The first paragraph of Section 1 of the Sales Agreement is replaced in its entirety with the following:

 

 

 

 

“The Company agrees that, from time to time during the term of this Agreement, on the terms and subject to the conditions set forth herein, it may issue and sell to or through an Agent, as sales agent and/or principal, up to that number of shares of the Company’s common stock, par value $0.01 per share (the “Common Stock”), having an aggregate offering price of $150,000,000 (the “Shares”); provided, however, that in no event shall the Company issue or sell to or through the Agents such number of Shares that would (a) exceed the number or amount of shares of Common Stock then available for offer and sale under the currently effective Registration Statement (as defined below) pursuant to which the offering hereunder and under any Terms Agreement (as defined below) is being made or (b) exceed the number of authorized but unissued shares of the Common Stock (the lesser of (a) and (b), the “Maximum Amount”). Notwithstanding anything to the contrary contained herein, the Parties acknowledge and agree that compliance with the limitations set forth in this Section 1 on the Maximum Amount of Shares that may be issued and sold under this Agreement and any Terms Agreement shall be the sole responsibility of the Company, and that the Agents shall have no obligation in connection with such compliance.
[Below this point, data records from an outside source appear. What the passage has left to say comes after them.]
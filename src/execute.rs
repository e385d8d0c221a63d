use std::fs;
use std::io;
use std::path::Path;

use walkdir::WalkDir;

use crate::encoding;
use crate::error::EngineError;
use crate::plan::{
    ActionTarget, ActionType, ContentPlanEntry, EntryKind, ItemStatus, Plan, PlanNode, PlanShape,
};
use crate::summary::{ContentCounts, FsCounts, Summary};

/// Commits the selected subset of `plan` to disk and records the per-item
/// outcome back into the plan. Per-item failures are counted and never abort
/// the batch; only a plan whose shape contradicts its own action is refused.
pub fn execute(plan: &mut Plan) -> Result<Summary, EngineError> {
    match (plan.target, plan.action) {
        (ActionTarget::Filesystem(_), ActionType::Remove) => {
            let PlanShape::Tree(root) = &mut plan.shape else {
                return Err(EngineError::InvariantViolation(
                    "removal committed against a content plan",
                ));
            };
            let mut counts = FsCounts::default();
            run_removal(root, &mut counts);
            Ok(Summary::Removal(counts))
        }
        (ActionTarget::Filesystem(_), ActionType::Replace) => {
            let PlanShape::Tree(root) = &mut plan.shape else {
                return Err(EngineError::InvariantViolation(
                    "rename committed against a content plan",
                ));
            };
            Ok(Summary::Rename(run_rename(root)?))
        }
        (ActionTarget::Contents, _) => {
            let PlanShape::Contents(entries) = &mut plan.shape else {
                return Err(EngineError::InvariantViolation(
                    "content edit committed against a filesystem plan",
                ));
            };
            Ok(Summary::ContentEdit(run_content(entries)))
        }
    }
}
The Company agrees that whenever it determines to sell Shares directly to an Agent, as principal, it will enter into a separate agreement (each, a “Terms Agreement”) in form and substance as agreed upon by the Company and the Designated Agent (as hereinafter defined) relating to such sale in accordance with Section 2(b) of this Agreement (each such transaction being referred to as a “Principal Transaction”). Each transaction pursuant to this Agreement in which the Company determines to sell Shares through an Agent, as sales agent, is hereinafter referred to as an “Agency Transaction”. The issuance and sale of Shares to or through the Agents will be effected pursuant to the Registration Statement (as defined below) filed by the Company and which was declared effective under the Securities Act (as defined below) by the U.S. Securities and Exchange Commission (the “Commission”) on July 27, 2020.”

 

Except as set forth above, no other amendments to the Sales Agreement are intended by the parties thereto, are made, or shall be deemed to be made, pursuant to this Amendment, and all provisions of the Sales Agreement, including all exhibits thereto, unaffected by this Amendment shall remain in full force and effect.

 

Each capitalized term used but not defined herein shall have the meaning ascribed to such term in the Sales Agreement.

 

This Amendment may be executed in one or more counterparts, each of which shall be deemed an original but all of which together will constitute one and the same instrument.

 

[Signature Page Follows.]

 

 

 

  

If the foregoing is in accordance with your understanding of our agreement, please so indicate in the space provided below for that purpose, whereupon this letter shall constitute a binding agreement between the Company and the Agents. 

 

  Very truly yours,
   
  SURO CAPITAL CORP.
   
   
  By: /s/ Mark Klein
  Name: Mark Klein
  Title:    Chief Executive Officer and President

 

CONFIRMED AND ACCEPTED, as of

the date first above written:

 

BTIG, LLC

 

By: /s/ Dennis King  
Name:      Dennis King  
Title:        Managing Director  
   

 

JMP Securities LLC 

 

By:  /s/ Jorge Solares-Parkhurt  
Name:      Jorge Solares-Parkhurt  
Title:        Managing Director  

 

 

LADENBURG THALMANN & CO. INC. 

 

By:  /s/ Steve Kaplan  
Name:      Steve Kaplan  
Title:        Head of Capital Markets  

 

[Signature page to Amendment No. 1 to At-the-Market Sales Agreement]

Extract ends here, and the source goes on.